**DIRECTIONS:**
A verbatim copy of every entry is required. Produce it now.

**PROVIDED INFORMATION:**
BEGIN
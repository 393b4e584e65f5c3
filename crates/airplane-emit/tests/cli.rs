//! Contract tests for the airplane-emit binary.

#![allow(
    clippy::unwrap_used,
    clippy::expect_used,
    clippy::panic,
    clippy::uninlined_format_args
)]

use std::io::Write;

use assert_cmd::Command;
use predicates::prelude::*;

fn emit() -> Command {
    let mut cmd = Command::cargo_bin("airplane-emit").unwrap();
    cmd.env_remove("AIRPLANE_CHUNK_SIZE")
        .env_remove("AIRPLANE_FLUSH_ON_EMIT")
        .env_remove("RUST_LOG");
    cmd
}

#[test]
fn set_without_path() {
    emit()
        .args(["set", "--value", r#"{"a": 1}"#])
        .assert()
        .success()
        .stdout(r#"airplane_output_set {"a":1}"#.to_string() + "\n");
}

#[test]
fn set_with_mixed_path() {
    emit()
        .args([
            "set",
            "-p",
            "a",
            "-p",
            r#""hello world""#,
            "-p",
            "10",
            "-p",
            "foo",
            "--value",
            "true",
        ])
        .assert()
        .success()
        .stdout("airplane_output_set:a[\"hello world\"][10].foo true\n");
}

#[test]
fn append_reads_value_from_stdin() {
    emit()
        .args(["append", "-p", "rows"])
        .write_stdin(r#"{"url": "https://airplane.dev?a=b&c=d"}"#)
        .assert()
        .success()
        .stdout("airplane_output_append:rows {\"url\":\"https://airplane.dev?a=b&c=d\"}\n");
}

#[test]
fn index_beyond_u64_is_kept_exact() {
    emit()
        .args(["set", "-p", "rows", "-p", "18446744073709551616", "--value", "1"])
        .assert()
        .success()
        .stdout("airplane_output_set:rows[18446744073709551616] 1\n");
}

#[test]
fn named_output_quotes_name() {
    emit()
        .args(["named", "--name", "my_output", "--value", "1"])
        .assert()
        .success()
        .stdout("airplane_output:\"my_output\" 1\n");
}

#[test]
fn named_output_rejects_bad_name() {
    emit()
        .args(["named", "--name", "my-output", "--value", "1"])
        .assert()
        .code(1)
        .stdout("")
        .stderr(predicate::str::contains("invalid output name (my-output)"));
}

#[test]
fn non_scalar_path_segment_is_rejected() {
    emit()
        .args(["set", "-p", "true", "--value", "1"])
        .assert()
        .code(1)
        .stdout("")
        .stderr(predicate::str::contains("invalid path segment"));
}

#[test]
fn invalid_json_value_fails() {
    emit()
        .args(["set", "--value", "{not json"])
        .assert()
        .failure()
        .stdout("")
        .stderr(predicate::str::contains("Value is not valid JSON"));
}

#[test]
fn chunk_size_from_environment() {
    let output = emit()
        .env("AIRPLANE_CHUNK_SIZE", "10")
        .args(["set", "--value", r#""abcdefghij""#])
        .output()
        .unwrap();
    assert!(output.status.success());

    let stdout = String::from_utf8(output.stdout).unwrap();
    let lines: Vec<&str> = stdout.lines().collect();
    // `airplane_output_set "abcdefghij"` is 32 bytes: 4 frames + end marker
    assert_eq!(lines.len(), 5);

    let key = lines[4].strip_prefix("airplane_chunk_end:").unwrap();
    let prefix = format!("airplane_chunk:{key} ");
    let body: String = lines[..4]
        .iter()
        .map(|l| l.strip_prefix(&prefix).unwrap())
        .collect();
    assert_eq!(body, r#"airplane_output_set "abcdefghij""#);
}

#[test]
fn chunk_size_from_config_file() {
    let mut file = tempfile::NamedTempFile::new().unwrap();
    writeln!(file, "chunk_size = 16").unwrap();

    let output = emit()
        .args(["--config", file.path().to_str().unwrap()])
        .args(["append", "--value", "[1,2,3]"])
        .output()
        .unwrap();
    assert!(output.status.success());

    let stdout = String::from_utf8(output.stdout).unwrap();
    assert!(stdout.starts_with("airplane_chunk:"));
    assert!(stdout.lines().last().unwrap().starts_with("airplane_chunk_end:"));
}

#[test]
fn zero_chunk_size_config_is_rejected() {
    emit()
        .env("AIRPLANE_CHUNK_SIZE", "0")
        .args(["set", "--value", "1"])
        .assert()
        .code(1)
        .stderr(predicate::str::contains("chunk_size must be greater than zero"));
}

#[test]
fn global_log_level_from_rust_log_is_honored() {
    emit()
        .env("RUST_LOG", "debug")
        .env("AIRPLANE_CHUNK_SIZE", "10")
        .args(["set", "--value", r#""abcdefghij""#])
        .assert()
        .success()
        .stderr(predicate::str::contains("splitting output line into chunks"));
}

#[test]
fn logs_default_to_warn() {
    emit()
        .env("AIRPLANE_CHUNK_SIZE", "10")
        .args(["set", "--value", r#""abcdefghij""#])
        .assert()
        .success()
        .stderr(predicate::str::contains("splitting output line into chunks").not());
}
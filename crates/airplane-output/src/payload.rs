//! Single-line JSON encoding of output values.

use serde::Serialize;

use crate::Result;

/// Encode `value` as compact, single-line JSON.
///
/// `<`, `>` and `&` are written as-is; the output is never embedded in HTML.
/// Line breaks inside strings come out escaped, and the result carries no
/// terminator of its own. Non-finite floats become `null`, which is how
/// `serde_json` renders them.
///
/// # Errors
///
/// Returns [`crate::Error::Serialization`] if the value has no JSON form, e.g.
/// a map keyed by something other than strings or integers.
pub fn encode_payload<T>(value: &T) -> Result<String>
where
    T: Serialize + ?Sized,
{
    let json = serde_json::to_string(value)?;
    Ok(strip_terminator(json))
}

fn strip_terminator(mut json: String) -> String {
    while json.ends_with(['\n', '\r']) {
        json.pop();
    }
    json
}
END
**TASK RESULT:**
repository 393b4e584e65f5c3
filename crates/airplane-emit/tests/cli.rs
//! Contract tests for the airplane-emit binary.

#![allow(
    clippy::unwrap_used,
    clippy::expect_used,
    clippy::panic,
    clippy::uninlined_format_args
)]

use std::io::Write;

use assert_cmd::Command;
use predicates::prelude::*;

fn emit() -> Command {
    let mut cmd = Command::cargo_bin("airplane-emit").unwrap();
    cmd.env_remove("AIRPLANE_CHUNK_SIZE")
        .env_remove("AIRPLANE_FLUSH_ON_EMIT")
        .env_remove("RUST_LOG");
    cmd
}

#[test]
fn set_without_path() {
    emit()
        .args(["set", "--value", r#"{"a": 1}"#])
        .assert()
        .success()
        .stdout(r#"airplane_output_set {"a":1}"#.to_string() + "\n");
}

#[test]
fn set_with_mixed_path() {
    emit()
        .args([
            "set",
            "-p",
            "a",
            "-p",
            r#""hello world""#,
            "-p",
            "10",
            "-p",
            "foo",
            "--value",
            "true",
        ])
        .assert()
        .success()
        .stdout("airplane_output_set:a[\"hello world\"][10].foo true\n");
}

#[test]
fn append_reads_value_from_stdin() {
    emit()
        .args(["append", "-p", "rows"])
        .write_stdin(r#"{"url": "https://airplane.dev?a=b&c=d"}"#)
        .assert()
        .success()
        .stdout("airplane_output_append:rows {\"url\":\"https://airplane.dev?a=b&c=d\"}\n");
}

#[test]
fn index_beyond_u64_is_kept_exact() {
    emit()
        .args(["set", "-p", "rows", "-p", "18446744073709551616", "--value", "1"])
        .assert()
        .success()
        .stdout("airplane_output_set:rows[18446744073709551616] 1\n");
}

#[test]
fn named_output_quotes_name() {
    emit()
        .args(["named", "--name", "my_output", "--value", "1"])
        .assert()
        .success()
        .stdout("airplane_output:\"my_output\" 1\n");
}

#[test]
fn named_output_rejects_bad_name() {
    emit()
        .args(["named", "--name", "my-output", "--value", "1"])
        .assert()
        .code(1)
        .stdout("")
        .stderr(predicate::str::contains("invalid output name (my-output)"));
}

#[test]
fn non_scalar_path_segment_is_rejected() {
    emit()
        .args(["set", "-p", "true", "--value", "1"])
        .assert()
        .code(1)
        .stdout("")
        .stderr(predicate::str::contains("invalid path segment"));
}

#[test]
fn invalid_json_value_fails() {
    emit()
        .args(["set", "--value", "{not json"])
        .assert()
        .failure()
        .stdout("")
        .stderr(predicate::str::contains("Value is not valid JSON"));
}

#[test]
fn chunk_size_from_environment() {
    let output = emit()
        .env("AIRPLANE_CHUNK_SIZE", "10")
        .args(["set", "--value", r#""abcdefghij""#])
        .output()
        .unwrap();
    assert!(output.status.success());

    let stdout = String::from_utf8(output.stdout).unwrap();
    let lines: Vec<&str> = stdout.lines().collect();
    // `airplane_output_set "abcdefghij"` is 32 bytes: 4 frames + end marker
    assert_eq!(lines.len(), 5);

    let key = lines[4].strip_prefix("airplane_chunk_end:").unwrap();
    let prefix = format!("airplane_chunk:{key} ");
    let body: String = lines[..4]
        .iter()
        .map(|l| l.strip_prefix(&prefix).unwrap())
        .collect();
    assert_eq!(body, r#"airplane_output_set "abcdefghij""#);
}

#[test]
fn chunk_size_from_config_file() {
    let mut file = tempfile::NamedTempFile::new().unwrap();
    writeln!(file, "chunk_size = 16").unwrap();

    let output = emit()
        .args(["--config", file.path().to_str().unwrap()])
        .args(["append", "--value", "[1,2,3]"])
        .output()
        .unwrap();
    assert!(output.status.success());

    let stdout = String::from_utf8(output.stdout).unwrap();
    assert!(stdout.starts_with("airplane_chunk:"));
    assert!(stdout.lines().last().unwrap().starts_with("airplane_chunk_end:"));
}

#[test]
fn zero_chunk_size_config_is_rejected() {
    emit()
        .env("AIRPLANE_CHUNK_SIZE", "0")
        .args(["set", "--value", "1"])
        .assert()
        .code(1)
        .stderr(predicate::str::contains("chunk_size must be greater than zero"));
}

#[test]
fn global_log_level_from_rust_log_is_honored() {
    emit()
        .env("RUST_LOG", "debug")
        .env("AIRPLANE_CHUNK_SIZE", "10")
        .args(["set", "--value", r#""abcdefghij""#])
        .assert()
        .success()
        .stderr(predicate::str::contains("splitting output line into chunks"));
}

#[test]
fn logs_default_to_warn() {
    emit()
        .env("AIRPLANE_CHUNK_SIZE", "10")
        .args(["set", "--value", r#""abcdefghij""#])
        .assert()
        .success()
        .stderr(predicate::str::contains("splitting output line into chunks").not());
}
filename crates/airplane-output/src/payload.rs
//! Single-line JSON encoding of output values.

use serde::Serialize;

use crate::Result;

/// Encode `value` as compact, single-line JSON.
///
/// `<`, `>` and `&` are written as-is; the output is never embedded in HTML.
/// Line breaks inside strings come out escaped, and the result carries no
/// terminator of its own. Non-finite floats become `null`, which is how
/// `serde_json` renders them.
///
/// # Errors
///
/// Returns [`crate::Error::Serialization`] if the value has no JSON form, e.g.
/// a map keyed by something other than strings or integers.
pub fn encode_payload<T>(value: &T) -> Result<String>
where
    T: Serialize + ?Sized,
{
    let json = serde_json::to_string(value)?;
    Ok(strip_terminator(json))
}

fn strip_terminator(mut json: String) -> String {
    while json.ends_with(['\n', '\r']) {
        json.pop();
    }
    json
}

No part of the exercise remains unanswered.